[Items from a data source]
/---
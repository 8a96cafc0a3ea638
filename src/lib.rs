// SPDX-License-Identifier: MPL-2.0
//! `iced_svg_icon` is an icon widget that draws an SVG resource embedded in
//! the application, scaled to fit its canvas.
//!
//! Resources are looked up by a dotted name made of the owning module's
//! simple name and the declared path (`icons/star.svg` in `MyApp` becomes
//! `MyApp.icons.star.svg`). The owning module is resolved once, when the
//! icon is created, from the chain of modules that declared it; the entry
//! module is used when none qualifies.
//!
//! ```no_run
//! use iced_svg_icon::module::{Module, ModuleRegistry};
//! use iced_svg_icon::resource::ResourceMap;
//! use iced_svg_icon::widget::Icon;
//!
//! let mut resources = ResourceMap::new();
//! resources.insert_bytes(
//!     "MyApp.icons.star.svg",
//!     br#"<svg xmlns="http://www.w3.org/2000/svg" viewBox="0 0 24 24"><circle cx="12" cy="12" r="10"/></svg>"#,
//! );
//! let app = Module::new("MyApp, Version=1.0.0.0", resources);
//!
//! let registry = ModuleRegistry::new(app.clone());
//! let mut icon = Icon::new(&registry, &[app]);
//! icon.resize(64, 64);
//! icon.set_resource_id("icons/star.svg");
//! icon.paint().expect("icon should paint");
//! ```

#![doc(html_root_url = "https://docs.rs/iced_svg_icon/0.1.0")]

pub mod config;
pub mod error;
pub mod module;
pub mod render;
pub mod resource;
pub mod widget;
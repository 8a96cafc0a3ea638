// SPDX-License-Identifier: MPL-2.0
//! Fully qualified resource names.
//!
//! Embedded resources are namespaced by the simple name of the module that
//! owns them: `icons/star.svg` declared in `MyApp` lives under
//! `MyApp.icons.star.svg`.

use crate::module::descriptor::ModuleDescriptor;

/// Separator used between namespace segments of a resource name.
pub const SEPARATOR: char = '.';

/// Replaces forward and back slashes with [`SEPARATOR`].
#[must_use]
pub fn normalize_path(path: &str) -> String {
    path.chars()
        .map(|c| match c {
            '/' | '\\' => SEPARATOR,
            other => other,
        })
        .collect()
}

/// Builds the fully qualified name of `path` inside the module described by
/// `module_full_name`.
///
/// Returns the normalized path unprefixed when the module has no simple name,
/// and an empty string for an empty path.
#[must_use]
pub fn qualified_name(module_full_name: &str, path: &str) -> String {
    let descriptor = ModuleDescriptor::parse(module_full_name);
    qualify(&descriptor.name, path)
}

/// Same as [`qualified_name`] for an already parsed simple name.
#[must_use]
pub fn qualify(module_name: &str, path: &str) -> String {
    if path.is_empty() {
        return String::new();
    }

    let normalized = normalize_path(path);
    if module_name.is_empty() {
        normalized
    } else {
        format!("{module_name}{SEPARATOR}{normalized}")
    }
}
\---
/---
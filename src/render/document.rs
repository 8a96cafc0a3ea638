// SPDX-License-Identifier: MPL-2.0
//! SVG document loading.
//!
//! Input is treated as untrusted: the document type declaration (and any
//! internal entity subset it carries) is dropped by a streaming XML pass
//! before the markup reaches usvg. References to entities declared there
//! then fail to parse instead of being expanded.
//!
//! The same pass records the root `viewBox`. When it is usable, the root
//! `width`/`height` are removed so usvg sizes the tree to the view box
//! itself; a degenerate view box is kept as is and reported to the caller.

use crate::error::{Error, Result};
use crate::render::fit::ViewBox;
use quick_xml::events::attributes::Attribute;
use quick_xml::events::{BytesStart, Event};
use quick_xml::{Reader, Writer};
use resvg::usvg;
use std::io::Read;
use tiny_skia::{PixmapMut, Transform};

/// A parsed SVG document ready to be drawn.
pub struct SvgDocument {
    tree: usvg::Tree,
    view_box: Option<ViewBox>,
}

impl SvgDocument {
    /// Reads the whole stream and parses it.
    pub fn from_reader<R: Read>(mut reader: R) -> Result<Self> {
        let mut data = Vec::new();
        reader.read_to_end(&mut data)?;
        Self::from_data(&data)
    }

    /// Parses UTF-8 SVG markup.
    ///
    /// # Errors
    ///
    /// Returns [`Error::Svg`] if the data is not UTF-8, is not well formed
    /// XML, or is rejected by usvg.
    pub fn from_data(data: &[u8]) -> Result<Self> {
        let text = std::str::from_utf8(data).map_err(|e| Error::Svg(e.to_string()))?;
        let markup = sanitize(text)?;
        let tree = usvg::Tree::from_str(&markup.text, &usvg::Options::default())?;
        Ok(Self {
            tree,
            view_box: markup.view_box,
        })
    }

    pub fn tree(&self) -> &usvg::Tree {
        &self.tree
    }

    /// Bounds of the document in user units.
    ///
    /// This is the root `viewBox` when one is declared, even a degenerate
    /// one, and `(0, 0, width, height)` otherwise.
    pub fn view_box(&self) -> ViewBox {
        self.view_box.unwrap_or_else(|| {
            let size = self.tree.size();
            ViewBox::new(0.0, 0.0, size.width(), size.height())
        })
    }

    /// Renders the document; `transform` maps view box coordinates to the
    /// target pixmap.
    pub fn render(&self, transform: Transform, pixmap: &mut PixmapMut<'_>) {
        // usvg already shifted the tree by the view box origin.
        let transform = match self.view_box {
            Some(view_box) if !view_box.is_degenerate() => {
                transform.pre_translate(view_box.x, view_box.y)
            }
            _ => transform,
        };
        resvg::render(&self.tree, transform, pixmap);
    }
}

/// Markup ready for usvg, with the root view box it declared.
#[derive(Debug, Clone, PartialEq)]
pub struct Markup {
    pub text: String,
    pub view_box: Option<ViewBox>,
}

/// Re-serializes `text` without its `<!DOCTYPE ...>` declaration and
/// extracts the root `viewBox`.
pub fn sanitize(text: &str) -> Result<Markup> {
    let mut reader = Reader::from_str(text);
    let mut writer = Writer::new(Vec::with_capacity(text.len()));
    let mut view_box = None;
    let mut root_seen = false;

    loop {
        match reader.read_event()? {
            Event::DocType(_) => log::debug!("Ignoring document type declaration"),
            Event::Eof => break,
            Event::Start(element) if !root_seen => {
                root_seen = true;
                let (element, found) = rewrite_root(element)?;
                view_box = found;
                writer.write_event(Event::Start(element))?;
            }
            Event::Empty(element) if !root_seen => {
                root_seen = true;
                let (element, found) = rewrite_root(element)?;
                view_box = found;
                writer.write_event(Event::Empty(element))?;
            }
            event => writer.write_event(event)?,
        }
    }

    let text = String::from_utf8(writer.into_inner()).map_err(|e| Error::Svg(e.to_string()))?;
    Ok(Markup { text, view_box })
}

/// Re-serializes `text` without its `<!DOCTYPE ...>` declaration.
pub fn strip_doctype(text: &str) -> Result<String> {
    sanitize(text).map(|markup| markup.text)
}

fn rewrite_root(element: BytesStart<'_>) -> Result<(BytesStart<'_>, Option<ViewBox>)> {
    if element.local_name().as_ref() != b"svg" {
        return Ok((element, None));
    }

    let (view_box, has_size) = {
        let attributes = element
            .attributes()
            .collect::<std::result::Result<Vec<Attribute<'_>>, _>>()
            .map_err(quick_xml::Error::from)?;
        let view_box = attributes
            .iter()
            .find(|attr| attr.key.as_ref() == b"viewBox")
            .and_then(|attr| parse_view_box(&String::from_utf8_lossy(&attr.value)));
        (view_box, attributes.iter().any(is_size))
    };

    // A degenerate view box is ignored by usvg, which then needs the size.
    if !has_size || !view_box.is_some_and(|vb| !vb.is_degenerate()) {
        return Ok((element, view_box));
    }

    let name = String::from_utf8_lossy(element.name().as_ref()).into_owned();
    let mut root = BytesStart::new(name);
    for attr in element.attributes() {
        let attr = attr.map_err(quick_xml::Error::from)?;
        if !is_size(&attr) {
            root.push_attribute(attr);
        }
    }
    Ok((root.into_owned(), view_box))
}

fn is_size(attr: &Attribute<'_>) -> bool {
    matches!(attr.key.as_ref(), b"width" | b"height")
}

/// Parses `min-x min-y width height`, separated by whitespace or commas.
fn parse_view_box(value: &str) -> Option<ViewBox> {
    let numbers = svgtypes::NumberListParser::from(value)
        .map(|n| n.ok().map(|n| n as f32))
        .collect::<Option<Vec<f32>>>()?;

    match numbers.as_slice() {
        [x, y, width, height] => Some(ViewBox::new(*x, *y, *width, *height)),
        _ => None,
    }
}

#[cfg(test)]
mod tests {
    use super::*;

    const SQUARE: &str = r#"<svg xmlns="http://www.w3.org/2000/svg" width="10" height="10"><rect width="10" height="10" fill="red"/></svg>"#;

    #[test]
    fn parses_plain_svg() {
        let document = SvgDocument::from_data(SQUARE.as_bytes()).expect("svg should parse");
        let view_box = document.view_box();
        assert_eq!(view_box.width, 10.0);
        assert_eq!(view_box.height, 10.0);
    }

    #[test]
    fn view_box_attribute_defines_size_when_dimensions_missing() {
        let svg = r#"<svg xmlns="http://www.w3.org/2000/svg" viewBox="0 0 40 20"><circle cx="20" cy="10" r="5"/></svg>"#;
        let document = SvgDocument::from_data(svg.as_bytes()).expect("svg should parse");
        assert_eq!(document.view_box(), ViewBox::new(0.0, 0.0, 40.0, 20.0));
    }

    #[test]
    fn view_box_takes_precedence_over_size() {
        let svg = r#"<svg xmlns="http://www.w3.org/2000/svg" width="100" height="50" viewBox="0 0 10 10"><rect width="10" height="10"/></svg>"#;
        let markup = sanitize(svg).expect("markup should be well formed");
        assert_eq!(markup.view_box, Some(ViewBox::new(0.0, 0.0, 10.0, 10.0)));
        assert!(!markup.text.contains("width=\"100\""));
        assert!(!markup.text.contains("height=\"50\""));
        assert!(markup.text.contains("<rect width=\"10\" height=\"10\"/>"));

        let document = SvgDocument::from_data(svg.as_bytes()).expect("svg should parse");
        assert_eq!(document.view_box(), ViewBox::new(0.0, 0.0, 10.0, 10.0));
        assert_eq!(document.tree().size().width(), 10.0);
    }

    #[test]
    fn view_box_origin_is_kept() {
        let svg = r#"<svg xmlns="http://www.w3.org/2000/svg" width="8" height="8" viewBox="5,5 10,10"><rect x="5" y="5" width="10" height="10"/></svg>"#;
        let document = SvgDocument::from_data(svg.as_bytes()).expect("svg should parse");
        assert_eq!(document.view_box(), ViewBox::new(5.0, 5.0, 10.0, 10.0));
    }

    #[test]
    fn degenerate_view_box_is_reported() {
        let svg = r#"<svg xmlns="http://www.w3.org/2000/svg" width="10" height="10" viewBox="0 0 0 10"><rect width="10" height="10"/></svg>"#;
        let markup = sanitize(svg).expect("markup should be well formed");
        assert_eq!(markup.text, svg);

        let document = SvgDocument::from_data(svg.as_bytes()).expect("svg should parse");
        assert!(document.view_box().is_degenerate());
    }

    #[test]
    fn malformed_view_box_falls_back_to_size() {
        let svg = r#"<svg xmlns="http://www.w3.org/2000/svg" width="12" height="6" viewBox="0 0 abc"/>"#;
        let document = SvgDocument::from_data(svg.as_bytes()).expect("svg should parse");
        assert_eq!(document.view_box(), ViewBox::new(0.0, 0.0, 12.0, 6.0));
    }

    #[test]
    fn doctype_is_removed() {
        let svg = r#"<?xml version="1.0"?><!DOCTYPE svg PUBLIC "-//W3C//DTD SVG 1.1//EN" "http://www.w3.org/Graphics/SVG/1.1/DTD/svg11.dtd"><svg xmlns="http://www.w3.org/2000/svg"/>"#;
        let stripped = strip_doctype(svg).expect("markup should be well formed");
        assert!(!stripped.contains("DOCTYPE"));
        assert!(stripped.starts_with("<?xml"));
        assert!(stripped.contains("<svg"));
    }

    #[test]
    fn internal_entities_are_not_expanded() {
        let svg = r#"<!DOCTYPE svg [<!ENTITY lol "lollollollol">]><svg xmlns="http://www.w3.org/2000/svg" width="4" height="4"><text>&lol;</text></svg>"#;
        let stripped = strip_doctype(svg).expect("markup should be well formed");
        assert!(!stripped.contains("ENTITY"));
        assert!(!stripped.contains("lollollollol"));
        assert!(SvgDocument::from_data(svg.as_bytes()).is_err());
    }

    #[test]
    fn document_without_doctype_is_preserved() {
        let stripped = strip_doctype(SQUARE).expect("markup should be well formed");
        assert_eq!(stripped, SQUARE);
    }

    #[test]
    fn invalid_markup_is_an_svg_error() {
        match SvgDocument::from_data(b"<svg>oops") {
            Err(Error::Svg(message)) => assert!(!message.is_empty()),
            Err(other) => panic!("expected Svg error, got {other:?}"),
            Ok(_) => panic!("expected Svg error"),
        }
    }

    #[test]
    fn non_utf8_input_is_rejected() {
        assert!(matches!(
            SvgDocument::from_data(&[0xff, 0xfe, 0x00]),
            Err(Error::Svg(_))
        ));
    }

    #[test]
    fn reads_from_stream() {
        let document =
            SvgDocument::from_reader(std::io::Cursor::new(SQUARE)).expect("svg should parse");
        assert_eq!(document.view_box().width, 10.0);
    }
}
\---
/---
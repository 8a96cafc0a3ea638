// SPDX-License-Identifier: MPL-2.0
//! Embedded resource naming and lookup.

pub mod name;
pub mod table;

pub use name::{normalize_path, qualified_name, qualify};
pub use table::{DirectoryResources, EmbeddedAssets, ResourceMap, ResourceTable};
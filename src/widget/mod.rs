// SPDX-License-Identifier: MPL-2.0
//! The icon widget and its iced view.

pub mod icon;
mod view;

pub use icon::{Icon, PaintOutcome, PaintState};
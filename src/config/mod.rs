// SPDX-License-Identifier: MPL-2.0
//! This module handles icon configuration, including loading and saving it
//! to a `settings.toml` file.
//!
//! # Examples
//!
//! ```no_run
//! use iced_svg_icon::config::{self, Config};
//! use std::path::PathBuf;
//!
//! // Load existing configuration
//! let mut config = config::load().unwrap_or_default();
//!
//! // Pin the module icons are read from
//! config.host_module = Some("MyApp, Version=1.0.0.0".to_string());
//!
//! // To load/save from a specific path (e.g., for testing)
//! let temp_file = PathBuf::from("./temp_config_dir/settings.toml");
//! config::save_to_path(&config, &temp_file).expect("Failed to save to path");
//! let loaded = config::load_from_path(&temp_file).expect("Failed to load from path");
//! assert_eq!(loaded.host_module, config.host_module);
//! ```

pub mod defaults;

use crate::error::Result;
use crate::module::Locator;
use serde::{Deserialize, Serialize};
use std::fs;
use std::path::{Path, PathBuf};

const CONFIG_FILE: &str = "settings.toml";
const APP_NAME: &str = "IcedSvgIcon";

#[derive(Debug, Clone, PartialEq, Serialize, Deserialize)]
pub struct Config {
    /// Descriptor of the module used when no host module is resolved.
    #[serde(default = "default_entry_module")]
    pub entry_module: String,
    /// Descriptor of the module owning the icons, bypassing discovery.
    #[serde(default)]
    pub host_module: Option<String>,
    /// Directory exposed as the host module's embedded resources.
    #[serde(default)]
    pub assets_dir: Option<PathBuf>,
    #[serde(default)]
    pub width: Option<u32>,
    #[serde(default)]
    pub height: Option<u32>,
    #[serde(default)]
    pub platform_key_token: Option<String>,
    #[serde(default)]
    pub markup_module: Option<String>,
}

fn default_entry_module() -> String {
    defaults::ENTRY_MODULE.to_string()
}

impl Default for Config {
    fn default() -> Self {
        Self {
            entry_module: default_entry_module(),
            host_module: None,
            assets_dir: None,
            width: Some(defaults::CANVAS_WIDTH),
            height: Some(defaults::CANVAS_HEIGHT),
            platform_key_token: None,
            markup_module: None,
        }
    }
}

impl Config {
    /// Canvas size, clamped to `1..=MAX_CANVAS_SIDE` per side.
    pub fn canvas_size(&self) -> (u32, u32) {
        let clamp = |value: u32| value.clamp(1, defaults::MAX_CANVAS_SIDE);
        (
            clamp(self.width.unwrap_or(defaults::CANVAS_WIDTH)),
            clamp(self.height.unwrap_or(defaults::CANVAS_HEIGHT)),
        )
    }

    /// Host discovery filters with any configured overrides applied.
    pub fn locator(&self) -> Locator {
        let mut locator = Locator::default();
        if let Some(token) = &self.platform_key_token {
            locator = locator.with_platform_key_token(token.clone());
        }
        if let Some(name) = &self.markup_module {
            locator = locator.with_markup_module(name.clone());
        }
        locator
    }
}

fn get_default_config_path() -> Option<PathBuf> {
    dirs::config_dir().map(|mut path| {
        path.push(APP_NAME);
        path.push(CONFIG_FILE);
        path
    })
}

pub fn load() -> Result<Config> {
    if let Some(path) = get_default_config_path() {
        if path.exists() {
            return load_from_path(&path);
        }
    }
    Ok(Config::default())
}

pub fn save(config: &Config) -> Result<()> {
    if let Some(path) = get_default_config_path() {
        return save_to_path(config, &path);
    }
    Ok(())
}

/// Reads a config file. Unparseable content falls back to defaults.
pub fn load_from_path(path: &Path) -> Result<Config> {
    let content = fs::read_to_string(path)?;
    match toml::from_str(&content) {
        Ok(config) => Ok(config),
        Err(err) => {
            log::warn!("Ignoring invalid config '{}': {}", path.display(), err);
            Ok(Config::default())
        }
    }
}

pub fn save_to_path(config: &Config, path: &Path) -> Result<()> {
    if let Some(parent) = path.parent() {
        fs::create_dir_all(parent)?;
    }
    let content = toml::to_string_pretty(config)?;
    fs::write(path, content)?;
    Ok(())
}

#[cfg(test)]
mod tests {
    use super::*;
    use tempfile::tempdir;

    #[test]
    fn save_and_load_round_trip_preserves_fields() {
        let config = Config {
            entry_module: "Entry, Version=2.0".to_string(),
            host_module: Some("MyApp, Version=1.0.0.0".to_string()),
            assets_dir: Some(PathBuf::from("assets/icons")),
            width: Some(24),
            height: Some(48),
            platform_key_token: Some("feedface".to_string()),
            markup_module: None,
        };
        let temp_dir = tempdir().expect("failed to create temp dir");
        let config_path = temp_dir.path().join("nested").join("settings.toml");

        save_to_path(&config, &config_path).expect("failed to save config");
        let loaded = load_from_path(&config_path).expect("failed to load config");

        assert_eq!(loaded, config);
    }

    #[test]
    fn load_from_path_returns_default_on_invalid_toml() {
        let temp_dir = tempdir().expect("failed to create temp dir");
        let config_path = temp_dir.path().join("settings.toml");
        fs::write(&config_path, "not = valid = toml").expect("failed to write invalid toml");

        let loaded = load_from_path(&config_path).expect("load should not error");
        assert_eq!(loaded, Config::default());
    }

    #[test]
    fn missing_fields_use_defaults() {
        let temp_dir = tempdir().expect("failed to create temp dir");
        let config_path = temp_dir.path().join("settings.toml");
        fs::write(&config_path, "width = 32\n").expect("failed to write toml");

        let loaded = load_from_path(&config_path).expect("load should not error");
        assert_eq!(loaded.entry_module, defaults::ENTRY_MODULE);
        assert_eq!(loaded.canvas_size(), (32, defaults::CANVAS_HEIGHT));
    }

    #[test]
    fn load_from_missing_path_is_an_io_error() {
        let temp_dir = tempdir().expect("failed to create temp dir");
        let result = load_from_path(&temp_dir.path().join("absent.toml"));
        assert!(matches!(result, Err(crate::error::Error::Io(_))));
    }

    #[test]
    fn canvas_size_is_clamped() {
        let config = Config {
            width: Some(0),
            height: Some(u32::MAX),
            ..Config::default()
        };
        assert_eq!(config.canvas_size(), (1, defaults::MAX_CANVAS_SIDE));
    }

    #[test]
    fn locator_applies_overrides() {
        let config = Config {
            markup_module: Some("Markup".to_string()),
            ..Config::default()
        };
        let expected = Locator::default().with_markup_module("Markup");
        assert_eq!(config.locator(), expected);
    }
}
\---
Exercise description: Reproduce only the lines above spanning from the line containing "fn rewrite_root(element: BytesStart<'_>)" through the line containing "assert_eq!(view_box.width, 10.0);", word for word.

Solution for this task:
fn rewrite_root(element: BytesStart<'_>) -> Result<(BytesStart<'_>, Option<ViewBox>)> {
    if element.local_name().as_ref() != b"svg" {
        return Ok((element, None));
    }

    let (view_box, has_size) = {
        let attributes = element
            .attributes()
            .collect::<std::result::Result<Vec<Attribute<'_>>, _>>()
            .map_err(quick_xml::Error::from)?;
        let view_box = attributes
            .iter()
            .find(|attr| attr.key.as_ref() == b"viewBox")
            .and_then(|attr| parse_view_box(&String::from_utf8_lossy(&attr.value)));
        (view_box, attributes.iter().any(is_size))
    };

    // A degenerate view box is ignored by usvg, which then needs the size.
    if !has_size || !view_box.is_some_and(|vb| !vb.is_degenerate()) {
        return Ok((element, view_box));
    }

    let name = String::from_utf8_lossy(element.name().as_ref()).into_owned();
    let mut root = BytesStart::new(name);
    for attr in element.attributes() {
        let attr = attr.map_err(quick_xml::Error::from)?;
        if !is_size(&attr) {
            root.push_attribute(attr);
        }
    }
    Ok((root.into_owned(), view_box))
}

fn is_size(attr: &Attribute<'_>) -> bool {
    matches!(attr.key.as_ref(), b"width" | b"height")
}

/// Parses `min-x min-y width height`, separated by whitespace or commas.
fn parse_view_box(value: &str) -> Option<ViewBox> {
    let numbers = svgtypes::NumberListParser::from(value)
        .map(|n| n.ok().map(|n| n as f32))
        .collect::<Option<Vec<f32>>>()?;

    match numbers.as_slice() {
        [x, y, width, height] => Some(ViewBox::new(*x, *y, *width, *height)),
        _ => None,
    }
}

#[cfg(test)]
mod tests {
    use super::*;

    const SQUARE: &str = r#"<svg xmlns="http://www.w3.org/2000/svg" width="10" height="10"><rect width="10" height="10" fill="red"/></svg>"#;

    #[test]
    fn parses_plain_svg() {
        let document = SvgDocument::from_data(SQUARE.as_bytes()).expect("svg should parse");
        let view_box = document.view_box();
        assert_eq!(view_box.width, 10.0);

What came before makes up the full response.